- [EXERCISE BRIEF]: A word-for-word restatement of the data is what is needed.

- [RECORDS PROVIDED]:

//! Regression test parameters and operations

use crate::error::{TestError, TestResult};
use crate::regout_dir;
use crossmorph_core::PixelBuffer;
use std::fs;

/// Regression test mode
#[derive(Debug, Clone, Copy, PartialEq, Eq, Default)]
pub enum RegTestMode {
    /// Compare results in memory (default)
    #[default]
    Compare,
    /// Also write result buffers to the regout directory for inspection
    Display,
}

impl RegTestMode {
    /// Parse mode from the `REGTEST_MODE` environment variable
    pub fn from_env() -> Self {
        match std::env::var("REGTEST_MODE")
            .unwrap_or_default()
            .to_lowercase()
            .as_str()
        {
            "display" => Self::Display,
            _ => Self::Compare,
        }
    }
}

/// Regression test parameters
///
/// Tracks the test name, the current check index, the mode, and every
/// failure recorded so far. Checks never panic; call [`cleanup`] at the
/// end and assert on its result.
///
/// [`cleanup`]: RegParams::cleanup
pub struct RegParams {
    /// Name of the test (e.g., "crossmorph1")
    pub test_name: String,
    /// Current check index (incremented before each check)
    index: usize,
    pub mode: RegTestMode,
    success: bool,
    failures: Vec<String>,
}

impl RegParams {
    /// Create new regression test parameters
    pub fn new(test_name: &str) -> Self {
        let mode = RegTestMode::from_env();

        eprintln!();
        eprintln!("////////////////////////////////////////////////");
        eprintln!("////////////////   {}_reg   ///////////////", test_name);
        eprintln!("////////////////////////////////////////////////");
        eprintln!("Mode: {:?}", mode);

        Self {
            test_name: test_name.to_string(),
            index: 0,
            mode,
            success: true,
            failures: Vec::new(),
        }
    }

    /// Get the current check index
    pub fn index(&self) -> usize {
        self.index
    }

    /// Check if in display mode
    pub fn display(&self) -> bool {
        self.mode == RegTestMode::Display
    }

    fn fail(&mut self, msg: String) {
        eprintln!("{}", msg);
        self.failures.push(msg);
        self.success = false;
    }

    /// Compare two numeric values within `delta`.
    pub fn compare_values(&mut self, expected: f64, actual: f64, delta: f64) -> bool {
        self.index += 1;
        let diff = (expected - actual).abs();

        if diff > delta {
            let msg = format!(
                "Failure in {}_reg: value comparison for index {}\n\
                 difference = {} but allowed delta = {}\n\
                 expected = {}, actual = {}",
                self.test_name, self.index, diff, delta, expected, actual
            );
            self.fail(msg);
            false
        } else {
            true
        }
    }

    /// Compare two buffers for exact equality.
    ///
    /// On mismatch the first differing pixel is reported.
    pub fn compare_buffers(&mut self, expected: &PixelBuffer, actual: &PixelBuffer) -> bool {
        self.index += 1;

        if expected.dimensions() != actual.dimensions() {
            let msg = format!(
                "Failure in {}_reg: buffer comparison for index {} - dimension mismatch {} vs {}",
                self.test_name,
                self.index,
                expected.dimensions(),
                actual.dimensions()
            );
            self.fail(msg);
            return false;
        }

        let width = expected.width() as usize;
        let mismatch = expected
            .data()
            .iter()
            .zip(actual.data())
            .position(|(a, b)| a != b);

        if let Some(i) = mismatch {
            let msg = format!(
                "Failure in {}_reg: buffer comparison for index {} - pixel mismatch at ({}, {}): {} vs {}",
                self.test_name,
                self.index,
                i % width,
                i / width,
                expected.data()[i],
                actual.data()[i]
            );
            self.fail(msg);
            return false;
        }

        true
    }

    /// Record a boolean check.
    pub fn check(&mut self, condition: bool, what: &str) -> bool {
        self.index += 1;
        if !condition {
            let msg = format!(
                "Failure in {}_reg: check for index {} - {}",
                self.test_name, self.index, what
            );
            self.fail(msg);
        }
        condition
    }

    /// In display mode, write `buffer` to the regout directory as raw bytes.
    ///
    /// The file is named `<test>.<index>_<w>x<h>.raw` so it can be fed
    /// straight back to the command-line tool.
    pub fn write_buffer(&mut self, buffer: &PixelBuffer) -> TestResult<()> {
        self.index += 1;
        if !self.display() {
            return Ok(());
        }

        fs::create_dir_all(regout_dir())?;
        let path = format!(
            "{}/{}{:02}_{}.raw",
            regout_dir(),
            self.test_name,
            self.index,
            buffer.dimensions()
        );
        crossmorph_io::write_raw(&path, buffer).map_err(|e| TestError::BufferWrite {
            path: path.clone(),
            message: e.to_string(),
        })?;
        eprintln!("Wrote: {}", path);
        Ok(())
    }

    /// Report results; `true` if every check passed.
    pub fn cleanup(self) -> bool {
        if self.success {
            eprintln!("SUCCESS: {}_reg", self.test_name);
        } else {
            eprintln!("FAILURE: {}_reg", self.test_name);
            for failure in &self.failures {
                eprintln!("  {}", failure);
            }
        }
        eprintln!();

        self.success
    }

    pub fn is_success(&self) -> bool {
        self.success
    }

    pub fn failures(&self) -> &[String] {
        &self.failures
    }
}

- [TASK ANSWER]:
//! Regression test parameters and operations

use crate::error::{TestError, TestResult};
use crate::regout_dir;
use crossmorph_core::PixelBuffer;
use std::fs;

/// Regression test mode
#[derive(Debug, Clone, Copy, PartialEq, Eq, Default)]
pub enum RegTestMode {
    /// Compare results in memory (default)
    #[default]
    Compare,
    /// Also write result buffers to the regout directory for inspection
    Display,
}

impl RegTestMode {
    /// Parse mode from the `REGTEST_MODE` environment variable
    pub fn from_env() -> Self {
        match std::env::var("REGTEST_MODE")
            .unwrap_or_default()
            .to_lowercase()
            .as_str()
        {
            "display" => Self::Display,
            _ => Self::Compare,
        }
    }
}

/// Regression test parameters
///
/// Tracks the test name, the current check index, the mode, and every
/// failure recorded so far. Checks never panic; call [`cleanup`] at the
/// end and assert on its result.
///
/// [`cleanup`]: RegParams::cleanup
pub struct RegParams {
    /// Name of the test (e.g., "crossmorph1")
    pub test_name: String,
    /// Current check index (incremented before each check)
    index: usize,
    pub mode: RegTestMode,
    success: bool,
    failures: Vec<String>,
}

impl RegParams {
    /// Create new regression test parameters
    pub fn new(test_name: &str) -> Self {
        let mode = RegTestMode::from_env();

        eprintln!();
        eprintln!("////////////////////////////////////////////////");
        eprintln!("////////////////   {}_reg   ///////////////", test_name);
        eprintln!("////////////////////////////////////////////////");
        eprintln!("Mode: {:?}", mode);

        Self {
            test_name: test_name.to_string(),
            index: 0,
            mode,
            success: true,
            failures: Vec::new(),
        }
    }

    /// Get the current check index
    pub fn index(&self) -> usize {
        self.index
    }

    /// Check if in display mode
    pub fn display(&self) -> bool {
        self.mode == RegTestMode::Display
    }

    fn fail(&mut self, msg: String) {
        eprintln!("{}", msg);
        self.failures.push(msg);
        self.success = false;
    }

    /// Compare two numeric values within `delta`.
    pub fn compare_values(&mut self, expected: f64, actual: f64, delta: f64) -> bool {
        self.index += 1;
        let diff = (expected - actual).abs();

        if diff > delta {
            let msg = format!(
                "Failure in {}_reg: value comparison for index {}\n\
                 difference = {} but allowed delta = {}\n\
                 expected = {}, actual = {}",
                self.test_name, self.index, diff, delta, expected, actual
            );
            self.fail(msg);
            false
        } else {
            true
        }
    }

    /// Compare two buffers for exact equality.
    ///
    /// On mismatch the first differing pixel is reported.
    pub fn compare_buffers(&mut self, expected: &PixelBuffer, actual: &PixelBuffer) -> bool {
        self.index += 1;

        if expected.dimensions() != actual.dimensions() {
            let msg = format!(
                "Failure in {}_reg: buffer comparison for index {} - dimension mismatch {} vs {}",
                self.test_name,
                self.index,
                expected.dimensions(),
                actual.dimensions()
            );
            self.fail(msg);
            return false;
        }

        let width = expected.width() as usize;
        let mismatch = expected
            .data()
            .iter()
            .zip(actual.data())
            .position(|(a, b)| a != b);

        if let Some(i) = mismatch {
            let msg = format!(
                "Failure in {}_reg: buffer comparison for index {} - pixel mismatch at ({}, {}): {} vs {}",
                self.test_name,
                self.index,
                i % width,
                i / width,
                expected.data()[i],
                actual.data()[i]
            );
            self.fail(msg);
            return false;
        }

        true
    }

    /// Record a boolean check.
    pub fn check(&mut self, condition: bool, what: &str) -> bool {
        self.index += 1;
        if !condition {
            let msg = format!(
                "Failure in {}_reg: check for index {} - {}",
                self.test_name, self.index, what
            );
            self.fail(msg);
        }
        condition
    }

    /// In display mode, write `buffer` to the regout directory as raw bytes.
    ///
    /// The file is named `<test>.<index>_<w>x<h>.raw` so it can be fed
    /// straight back to the command-line tool.
    pub fn write_buffer(&mut self, buffer: &PixelBuffer) -> TestResult<()> {
        self.index += 1;
        if !self.display() {
            return Ok(());
        }

        fs::create_dir_all(regout_dir())?;
        let path = format!(
            "{}/{}{:02}_{}.raw",
            regout_dir(),
            self.test_name,
            self.index,
            buffer.dimensions()
        );
        crossmorph_io::write_raw(&path, buffer).map_err(|e| TestError::BufferWrite {
            path: path.clone(),
            message: e.to_string(),
        })?;
        eprintln!("Wrote: {}", path);
        Ok(())
    }

    /// Report results; `true` if every check passed.
    pub fn cleanup(self) -> bool {
        if self.success {
            eprintln!("SUCCESS: {}_reg", self.test_name);
        } else {
            eprintln!("FAILURE: {}_reg", self.test_name);
            for failure in &self.failures {
                eprintln!("  {}", failure);
            }
        }
        eprintln!();

        self.success
    }

    pub fn is_success(&self) -> bool {
        self.success
    }

    pub fn failures(&self) -> &[String] {
        &self.failures
    }
}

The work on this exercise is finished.